WORK REQUIRED: How many lines in the records below hold the word "center"? Answer with the number alone.

=-=-=-=-=

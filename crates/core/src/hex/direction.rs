//! Fixed neighbour tables. Every table here is static data: the order of the
//! entries is part of the public contract, since callers index into them
//! positionally.

use crate::hex::Hex;

/// The 6 deltas that move an axial hex one step to a neighbouring tile. In
/// pointy-topped terms the order is: north, northeast, southeast, south,
/// southwest, northwest.
pub const AXIAL_NEIGHBOURS: [Hex; 6] = [
    Hex::new(0, 1),
    Hex::new(1, 0),
    Hex::new(1, -1),
    Hex::new(0, -1),
    Hex::new(-1, 0),
    Hex::new(-1, 1),
];

/// Neighbour deltas for a tile on an even row of an odd-r offset grid. Entry
/// `i` reaches the same neighbour as [AXIAL_NEIGHBOURS]`[i]` does in axial
/// space.
pub const ROW_NEIGHBOURS_EVEN: [Hex; 6] = [
    Hex::new(0, 1),
    Hex::new(1, 0),
    Hex::new(0, -1),
    Hex::new(-1, -1),
    Hex::new(-1, 0),
    Hex::new(-1, 1),
];

/// Neighbour deltas for a tile on an odd row of an odd-r offset grid
pub const ROW_NEIGHBOURS_ODD: [Hex; 6] = [
    Hex::new(1, 1),
    Hex::new(1, 0),
    Hex::new(1, -1),
    Hex::new(0, -1),
    Hex::new(-1, 0),
    Hex::new(0, 1),
];

/// Neighbour deltas for a tile on an even column of an odd-q offset grid.
/// Entry `i` reaches the same neighbour as [AXIAL_NEIGHBOURS]`[i]` does in
/// axial space.
pub const COLUMN_NEIGHBOURS_EVEN: [Hex; 6] = [
    Hex::new(0, 1),
    Hex::new(1, 0),
    Hex::new(1, -1),
    Hex::new(0, -1),
    Hex::new(-1, -1),
    Hex::new(-1, 0),
];

/// Neighbour deltas for a tile on an odd column of an odd-q offset grid
pub const COLUMN_NEIGHBOURS_ODD: [Hex; 6] = [
    Hex::new(0, 1),
    Hex::new(1, 1),
    Hex::new(1, 0),
    Hex::new(0, -1),
    Hex::new(-1, 0),
    Hex::new(-1, 1),
];

/// The extended neighbour table, in axial space. The first 6 entries are the
/// same as [AXIAL_NEIGHBOURS]. The last 6 are the "second ring" tiles that
/// sit diagonally across a vertex: north-northeast, east, south-southeast,
/// south-southwest, west, north-northwest.
pub const EXTENDED_NEIGHBOURS: [Hex; 12] = [
    // Primary
    Hex::new(0, 1),
    Hex::new(1, 0),
    Hex::new(1, -1),
    Hex::new(0, -1),
    Hex::new(-1, 0),
    Hex::new(-1, 1),
    // Secondary
    Hex::new(1, 1),
    Hex::new(2, -1),
    Hex::new(1, -2),
    Hex::new(-1, -1),
    Hex::new(-2, 1),
    Hex::new(-1, 2),
];

/// Which ring of the extended neighbour table an index falls into
#[derive(Copy, Clone, Debug, PartialEq, Eq, Hash)]
pub enum NeighbourRing {
    /// Shares a side with the center tile (indices 0-5)
    Primary,
    /// Two steps away, straight out from one of the center tile's vertices
    /// (indices 6-11)
    Secondary,
}

impl NeighbourRing {
    /// Classify an index into [EXTENDED_NEIGHBOURS]. `None` if the index is
    /// out of range.
    pub fn of_index(index: usize) -> Option<Self> {
        match index {
            0..=5 => Some(Self::Primary),
            6..=11 => Some(Self::Secondary),
            _ => None,
        }
    }
}

impl Hex {
    /// Look up one of the 12 extended neighbours of this tile. See
    /// [EXTENDED_NEIGHBOURS] for the index order. `None` if the index isn't in
    /// `0..12`.
    pub fn extended_neighbour(self, index: usize) -> Option<Hex> {
        EXTENDED_NEIGHBOURS.get(index).map(|delta| self + *delta)
    }

    /// Find where `other` sits in this tile's extended neighbourhood. Returns
    /// the index into [EXTENDED_NEIGHBOURS], or `None` if `other` isn't within
    /// the 12 surrounding tiles (a tile is not its own neighbour).
    pub fn neighbour_index(self, other: Hex) -> Option<usize> {
        let delta = other - self;
        EXTENDED_NEIGHBOURS.iter().position(|d| *d == delta)
    }
}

=-=-=-=-=

WRITTEN SOLUTION: 2